TO DO » When a line in the data below includes "error", pick it out and copy it.

TASK INPUT »
• • • •

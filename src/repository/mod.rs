// ==========================================
// 待打包订单发运系统 - 数据仓储层
// ==========================================
// 红线: Repository 不含业务逻辑
// 约束: 所有查询使用参数化
// ==========================================

pub mod dispatch_ledger_repo;
pub mod error;

pub use dispatch_ledger_repo::{DispatchLedgerEntry, DispatchLedgerRepository, LedgerRecord};
pub use error::{RepositoryError, RepositoryResult};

• • • •

EXERCISE OUTPUT »
pub mod error;
pub use error::{RepositoryError, RepositoryResult};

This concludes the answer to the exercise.